Do muito que se poderia dizer, tanto, sobre uma intervenção política (ah, pois é, bebé) que poucos dias depois estava já soterrada no mais fundo esquecimento, escolho o ponto de vista onde Graça Franco revela o seu instinto assassino no acto mesmo de estender a sua mão, as suas palavras, o seu coração católico (ou que seja só cristão, ou nem isso) a Armando Vara prisioneiro. É que ela exigiu um preço altíssimo para a vulgaridade ética de apelar à mais básica decência para com Vara: aproveitar para confirmar que ele é alguém que deve ser odiado, porque foi um “poderoso” de um tipo que ela detesta, um fulano socialista e com actividade governativa e na banca. Para tal, agarrou num episódio com perto de 20 anos. Ao tempo, Vara terá passado uma informação à Renascença em que admitia demitir-se do Governo de Guterres, pedindo que a fonte não fosse revelada. A notícia saiu e Vara desmentiu-a, só para se ver denunciado pela Renascença. Foi isto, não mais do que isto, e isto é ridiculamente importante seja para o que for. Aliás, a ter importância que justifique a sua recordação, ela remete é para a violação pela Renascença do sigilo exigido. Contudo, eis que a directora de informação da RR nos conta a história da carochinha em que se pinta Vara como o papão que a rádio da Igreja (da Igreja Católica em Portugal, senhores) enfrentou num combate biblicamente desigual. Ele o Golias e um órgão de comunicação social com o poder da RR como David. Nem para rir dá.
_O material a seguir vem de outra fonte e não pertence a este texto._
//! Configuration management module
//!
//! This module handles loading and validation of application configuration
//! from an optional TOML file and environment variables.

pub mod settings;
pub mod validation;

pub use settings::{Settings, BotConfig, ServerConfig, LoggingConfig, RunMode};
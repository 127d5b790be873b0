//! Start command handler
//!
//! Greets the user and reports the login to the logging chat.

use chrono::{DateTime, Utc};
use tracing::debug;

use crate::config::Settings;
use crate::models::{IncomingUpdate, LoginNotification, OutboundMessage, Sender};
use crate::utils::logging::log_user_action;

/// Greeting sent in reply to /start
pub const GREETING: &str = "🤖 Dualis Robot greets you!\nLearn more about our services in the Dualis app.";

/// Handle /start command
///
/// Produces the greeting (when there is a message to reply to) followed by
/// at most one login notification.
pub fn handle_start(
    update: &IncomingUpdate,
    settings: &Settings,
    now: DateTime<Utc>,
) -> Vec<OutboundMessage> {
    let mut outbound = Vec::with_capacity(2);

    if update.has_message {
        outbound.push(OutboundMessage::reply(update.chat_id, GREETING));
    }

    if let Some(sender) = &update.sender {
        log_user_action(sender.id, "start", None);

        match settings.bot.log_chat_id {
            Some(log_chat_id) if should_notify(settings, sender) => {
                let notification = LoginNotification::new(sender, now);
                outbound.push(OutboundMessage::notification(log_chat_id, notification.render()));
            }
            _ => {
                debug!(user_id = sender.id, "Login notification skipped");
            }
        }
    }

    outbound
}

/// A login is reported only when a logging chat is configured and the
/// user is not the operator.
pub fn should_notify(settings: &Settings, sender: &Sender) -> bool {
    settings.logging_enabled() && sender.id != settings.bot.owner_id
}
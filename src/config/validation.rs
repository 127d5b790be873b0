//! Configuration validation module
//!
//! This module provides validation functions for application configuration
//! to ensure all required settings are properly configured.

use crate::utils::errors::{BotError, Result};
use super::Settings;

/// Validate all configuration settings
pub fn validate_settings(settings: &Settings) -> Result<()> {
    validate_bot_config(&settings.bot)?;
    validate_server_config(&settings.server)?;
    validate_logging_config(&settings.logging)?;

    Ok(())
}

/// Validate bot configuration
fn validate_bot_config(config: &super::BotConfig) -> Result<()> {
    if config.token.is_empty() {
        return Err(BotError::Config(
            "BOT_TOKEN environment variable is required".to_string()
        ));
    }

    config.webhook_endpoint()?;

    Ok(())
}

/// Validate HTTP listener configuration
fn validate_server_config(config: &super::ServerConfig) -> Result<()> {
    if config.port == 0 {
        return Err(BotError::Config(
            "PORT must be greater than 0".to_string()
        ));
    }

    Ok(())
}

/// Validate logging configuration
fn validate_logging_config(config: &super::LoggingConfig) -> Result<()> {
    let valid_levels = ["trace", "debug", "info", "warn", "error"];
    if !valid_levels.contains(&config.level.to_lowercase().as_str()) {
        return Err(BotError::Config(
            format!("Invalid log level: {}. Valid levels: {:?}", config.level, valid_levels)
        ));
    }

    Ok(())
}
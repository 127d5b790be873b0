//! Ping command handler

use crate::models::{IncomingUpdate, OutboundMessage};

/// Liveness confirmation sent in reply to /ping
pub const PING_REPLY: &str = "✅ Бот живой!";

/// Handle /ping command
pub fn handle_ping(update: &IncomingUpdate) -> Vec<OutboundMessage> {
    vec![OutboundMessage::reply(update.chat_id, PING_REPLY)]
}
//! Mock Telegram API Server for testing
//!
//! This module provides a mock HTTP server that simulates the Telegram Bot API
//! for testing purposes. It uses wiremock to create configurable mock responses.

use serde_json::{json, Value};
use wiremock::{
    matchers::{body_partial_json, method, path},
    Mock, MockServer, ResponseTemplate,
};

use super::test_data::test_bot_token;

/// Mock Telegram API server for testing
pub struct TelegramMockServer {
    pub server: MockServer,
}

/// Configuration for mock responses
#[derive(Debug, Clone)]
pub struct MockResponseConfig {
    pub success: bool,
    /// Only answer requests addressed to this chat
    pub chat_id: Option<i64>,
}

impl Default for MockResponseConfig {
    fn default() -> Self {
        Self {
            success: true,
            chat_id: None,
        }
    }
}

impl MockResponseConfig {
    pub fn failing_for(chat_id: i64) -> Self {
        Self { success: false, chat_id: Some(chat_id) }
    }
}

impl TelegramMockServer {
    /// Create a new mock Telegram API server
    pub async fn new() -> Self {
        let server = MockServer::start().await;
        Self { server }
    }

    /// Create a bot that talks to this server
    pub fn create_bot(&self) -> teloxide::Bot {
        let url = self.server.uri().parse().expect("mock server uri is a valid url");
        teloxide::Bot::new(test_bot_token()).set_api_url(url)
    }

    /// Bot API path for a method; teloxide sends method names in PascalCase
    fn method_path(name: &str) -> String {
        format!("/bot{}/{}", test_bot_token(), name)
    }

    /// Setup mock for SendMessage endpoint
    pub async fn mock_send_message(&self, config: MockResponseConfig) {
        let chat_id = config.chat_id.unwrap_or(42);
        let response = if config.success {
            ResponseTemplate::new(200).set_body_json(json!({
                "ok": true,
                "result": {
                    "message_id": 123,
                    "from": {
                        "id": 12345,
                        "is_bot": true,
                        "first_name": "DualisBot",
                        "username": "dualis_bot"
                    },
                    "chat": {
                        "id": chat_id,
                        "type": "private",
                        "first_name": "Test"
                    },
                    "date": 1640995200,
                    "text": "Test message"
                }
            }))
        } else {
            ResponseTemplate::new(400).set_body_json(json!({
                "ok": false,
                "error_code": 400,
                "description": "Bad Request: chat not found"
            }))
        };

        let mut mock = Mock::given(method("POST")).and(path(Self::method_path("SendMessage")));
        if let Some(chat_id) = config.chat_id {
            mock = mock.and(body_partial_json(json!({ "chat_id": chat_id })));
        }

        // Chat-specific mocks take precedence over the catch-all one
        let priority = if config.chat_id.is_some() { 1 } else { 5 };
        mock.respond_with(response)
            .with_priority(priority)
            .mount(&self.server)
            .await;
    }

    /// Setup mock for SetWebhook endpoint
    pub async fn mock_set_webhook(&self) {
        Mock::given(method("POST"))
            .and(path(Self::method_path("SetWebhook")))
            .respond_with(ResponseTemplate::new(200).set_body_json(json!({
                "ok": true,
                "result": true,
                "description": "Webhook was set"
            })))
            .mount(&self.server)
            .await;
    }

    /// JSON bodies of all SendMessage calls, in arrival order
    pub async fn sent_messages(&self) -> Vec<Value> {
        self.requests_to("SendMessage")
            .await
            .into_iter()
            .map(|body| serde_json::from_slice(&body).expect("SendMessage body is json"))
            .collect()
    }

    /// Number of calls made to a Bot API method
    pub async fn calls_to(&self, name: &str) -> usize {
        self.requests_to(name).await.len()
    }

    async fn requests_to(&self, name: &str) -> Vec<Vec<u8>> {
        let expected = Self::method_path(name);
        self.server
            .received_requests()
            .await
            .unwrap_or_default()
            .into_iter()
            .filter(|req| req.url.path() == expected)
            .map(|req| req.body)
            .collect()
    }
}
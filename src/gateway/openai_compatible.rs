//! HTTP/SSE adapter for OpenAI-compatible chat-completions endpoints
//! (LM Studio, Ollama, llama.cpp, vLLM).

use std::collections::BTreeMap;

use eventsource_stream::Eventsource;
use futures::StreamExt;
use reqwest::Client;
use serde::{Deserialize, Serialize};
use serde_json::Value;
use tokio::sync::mpsc;
use tokio_stream::wrappers::ReceiverStream;

use crate::abort::AbortSignal;
use crate::error::{Error, Result};
use crate::types::{ContentPart, MessageContent, Role};

use super::{ChatRequest, Frame, FrameStream, ProviderAdapter, Usage};

#[derive(Debug, Serialize)]
struct OpenAiRequest {
    model: String,
    messages: Vec<OpenAiMessage>,
    stream: bool,
    #[serde(skip_serializing_if = "Option::is_none")]
    temperature: Option<f64>,
    #[serde(skip_serializing_if = "Option::is_none")]
    max_tokens: Option<u32>,
    #[serde(skip_serializing_if = "Vec::is_empty")]
    tools: Vec<OpenAiTool>,
}

#[derive(Debug, Serialize)]
struct OpenAiMessage {
    role: &'static str,
    #[serde(skip_serializing_if = "Option::is_none")]
    content: Option<String>,
    #[serde(skip_serializing_if = "Option::is_none")]
    tool_call_id: Option<String>,
    #[serde(skip_serializing_if = "Vec::is_empty")]
    tool_calls: Vec<OpenAiToolCall>,
}

#[derive(Debug, Serialize)]
struct OpenAiToolCall {
    id: String,
    #[serde(rename = "type")]
    kind: &'static str,
    function: OpenAiFunctionCall,
}

#[derive(Debug, Serialize)]
struct OpenAiFunctionCall {
    name: String,
    arguments: String,
}

#[derive(Debug, Serialize)]
struct OpenAiTool {
    #[serde(rename = "type")]
    kind: &'static str,
    function: OpenAiFunction,
}

#[derive(Debug, Serialize)]
struct OpenAiFunction {
    name: String,
    description: String,
    parameters: Value,
}

#[derive(Debug, Deserialize)]
struct ChunkResponse {
    choices: Vec<ChunkChoice>,
    #[serde(default)]
    usage: Option<ChunkUsage>,
}

#[derive(Debug, Deserialize)]
struct ChunkChoice {
    delta: ChunkDelta,
    #[serde(default)]
    finish_reason: Option<String>,
}

#[derive(Debug, Default, Deserialize)]
struct ChunkDelta {
    #[serde(default)]
    content: Option<String>,
    #[serde(default)]
    reasoning_content: Option<String>,
    #[serde(default)]
    tool_calls: Vec<ChunkToolCall>,
}

#[derive(Debug, Deserialize)]
struct ChunkToolCall {
    index: usize,
    #[serde(default)]
    id: Option<String>,
    #[serde(default)]
    function: Option<ChunkFunctionCall>,
}

#[derive(Debug, Default, Deserialize)]
struct ChunkFunctionCall {
    #[serde(default)]
    name: Option<String>,
    #[serde(default)]
    arguments: Option<String>,
}

#[derive(Debug, Deserialize)]
struct ChunkUsage {
    prompt_tokens: u32,
    completion_tokens: u32,
    total_tokens: u32,
}

/// Accumulates tool-call argument fragments by index; a provider streams a
/// tool call's `id`/`name` once on its first delta and its `arguments` in
/// fragments across subsequent deltas.
#[derive(Default)]
struct ToolCallAggregator {
    entries: BTreeMap<usize, (Option<String>, Option<String>, String)>,
}

impl ToolCallAggregator {
    fn ingest(&mut self, delta: ChunkToolCall) {
        let entry = self.entries.entry(delta.index).or_insert((None, None, String::new()));
        if let Some(id) = delta.id {
            entry.0 = Some(id);
        }
        if let Some(function) = delta.function {
            if let Some(name) = function.name {
                entry.1 = Some(name);
            }
            if let Some(fragment) = function.arguments {
                entry.2.push_str(&fragment);
            }
        }
    }

    /// Finalize every accumulated call, parsing its argument buffer as JSON
    /// (an empty buffer becomes `{}`, matching providers that omit
    /// arguments for no-arg tools).
    fn finish(self) -> Vec<(String, String, Value)> {
        self.entries
            .into_values()
            .map(|(id, name, args)| {
                let parsed = if args.trim().is_empty() {
                    serde_json::json!({})
                } else {
                    serde_json::from_str(&args).unwrap_or(Value::String(args))
                };
                (id.unwrap_or_default(), name.unwrap_or_default(), parsed)
            })
            .collect()
    }
}

fn to_openai_messages(request: &ChatRequest) -> Vec<OpenAiMessage> {
    let mut out = Vec::new();
    for message in &request.messages {
        match message.role {
            Role::System => out.push(OpenAiMessage {
                role: "system",
                content: Some(message.content.to_display_string()),
                tool_call_id: None,
                tool_calls: Vec::new(),
            }),
            Role::User => out.push(OpenAiMessage {
                role: "user",
                content: Some(message.content.to_display_string()),
                tool_call_id: None,
                tool_calls: Vec::new(),
            }),
            Role::Tool => out.push(OpenAiMessage {
                role: "tool",
                content: Some(message.content.to_display_string()),
                tool_call_id: message.tool_call_id.clone(),
                tool_calls: Vec::new(),
            }),
            Role::Assistant => {
                let (text, tool_calls) = match &message.content {
                    MessageContent::Text(text) => (Some(text.clone()), Vec::new()),
                    MessageContent::Parts(parts) => {
                        let mut text = String::new();
                        let mut calls = Vec::new();
                        for part in parts {
                            match part {
                                ContentPart::Text { text: t } | ContentPart::Reasoning { text: t } => {
                                    text.push_str(t);
                                }
                                ContentPart::ToolCall { id, name, args } => calls.push(OpenAiToolCall {
                                    id: id.clone(),
                                    kind: "function",
                                    function: OpenAiFunctionCall {
                                        name: name.clone(),
                                        arguments: args.to_string(),
                                    },
                                }),
                                ContentPart::ToolResult { .. } => {}
                            }
                        }
                        (if text.is_empty() { None } else { Some(text) }, calls)
                    }
                };
                out.push(OpenAiMessage {
                    role: "assistant",
                    content: text,
                    tool_call_id: None,
                    tool_calls,
                });
            }
        }
    }
    out
}

/// Adapter for OpenAI-compatible `/chat/completions` streaming endpoints.
pub struct OpenAiCompatibleAdapter {
    client: Client,
    base_url: String,
    api_key: Option<String>,
}

impl OpenAiCompatibleAdapter {
    pub fn new(base_url: impl Into<String>, api_key: Option<String>) -> Self {
        OpenAiCompatibleAdapter {
            client: Client::new(),
            base_url: base_url.into(),
            api_key,
        }
    }
}

#[async_trait::async_trait]
impl ProviderAdapter for OpenAiCompatibleAdapter {
    async fn stream(&self, request: &ChatRequest, abort: &AbortSignal) -> Result<FrameStream> {
        let body = OpenAiRequest {
            model: request.model_id.clone(),
            messages: to_openai_messages(request),
            stream: true,
            temperature: request.temperature,
            max_tokens: request.max_tokens,
            tools: request
                .tools
                .iter()
                .map(|t| OpenAiTool {
                    kind: "function",
                    function: OpenAiFunction {
                        name: t.name.clone(),
                        description: t.description.clone(),
                        parameters: t.parameters.clone(),
                    },
                })
                .collect(),
        };

        let mut builder = self
            .client
            .post(format!("{}/chat/completions", self.base_url.trim_end_matches('/')))
            .json(&body);
        if let Some(key) = &self.api_key {
            builder = builder.bearer_auth(key);
        }

        let response = tokio::select! {
            res = builder.send() => res?,
            _ = abort.cancelled() => return Err(Error::aborted()),
        };

        if let Err(status_err) = response.error_for_status_ref() {
            let body = response.text().await.unwrap_or_default();
            log::warn!("provider request to {} failed: {status_err}", self.base_url);
            if status_err.status() == Some(reqwest::StatusCode::UNAUTHORIZED) {
                return Err(Error::auth(format!("401 Unauthorized: {body}")));
            }
            return Err(Error::api(format!("{status_err}: {body}")));
        }

        let byte_stream = response.bytes_stream();
        let mut events = byte_stream.eventsource();

        let (tx, rx) = mpsc::channel::<Result<Frame>>(32);
        let abort = abort.clone();

        tokio::spawn(async move {
            let mut aggregator = ToolCallAggregator::default();

            loop {
                let next = tokio::select! {
                    event = events.next() => event,
                    _ = abort.cancelled() => {
                        let _ = tx.send(Err(Error::aborted())).await;
                        return;
                    }
                };

                let Some(event) = next else { break };
                let event = match event {
                    Ok(event) => event,
                    Err(err) => {
                        let _ = tx.send(Err(Error::stream(err.to_string()))).await;
                        return;
                    }
                };

                if event.data == "[DONE]" {
                    break;
                }

                let chunk: ChunkResponse = match serde_json::from_str(&event.data) {
                    Ok(chunk) => chunk,
                    Err(err) => {
                        let _ = tx.send(Err(Error::Json(err))).await;
                        return;
                    }
                };

                let Some(choice) = chunk.choices.into_iter().next() else {
                    continue;
                };

                if let Some(text) = choice.delta.content {
                    if !text.is_empty() && tx.send(Ok(Frame::TextDelta(text))).await.is_err() {
                        return;
                    }
                }
                if let Some(text) = choice.delta.reasoning_content {
                    if !text.is_empty() && tx.send(Ok(Frame::ReasoningDelta(text))).await.is_err() {
                        return;
                    }
                }
                for call in choice.delta.tool_calls {
                    aggregator.ingest(call);
                }

                if let Some(finish_reason) = choice.finish_reason {
                    for (id, name, args) in aggregator.finish() {
                        if tx.send(Ok(Frame::ToolCall { id, name, args })).await.is_err() {
                            return;
                        }
                    }
                    aggregator = ToolCallAggregator::default();
                    let usage = chunk.usage.map(|u| Usage {
                        prompt_tokens: u.prompt_tokens,
                        completion_tokens: u.completion_tokens,
                        total_tokens: u.total_tokens,
                    });
                    let _ = tx
                        .send(Ok(Frame::Finish {
                            finish_reason: Some(finish_reason),
                            usage,
                        }))
                        .await;
                    return;
                }
            }
        });

        Ok(Box::pin(ReceiverStream::new(rx)))
    }
}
Ao mesmo tempo que Graça Franco compõe o retrato pungente de uma vítima da turba linchadora, um alvo social que nenhuma condenação judicial justifica ver despojado dos seus direitos e dignidade, vai colocando estrategicamente elementos que assinalam a sua concordância com o veredicto popular: aqui está o monstro. É, ainda e sempre, a dinâmica da diabolização. A expressão de uma agressividade antropológica inerente à vivência política e ao combate identitário. Daí recorrer ao processo mais antigo ao dispor de todo aquele que se prepara para cometer uma violência que precisa de disfarçar como um acto de defesa: dizer que alguém ou algo é ameaçador, poderosíssimo, que já fez e vai continuar a fazer muito mal se não for abatido. E depois de o declarar, depois de chamar o bom povo para a caçada nocturna, até dá para acreditar nisso. Tem a vantagem de permitir adormecer com facilidade.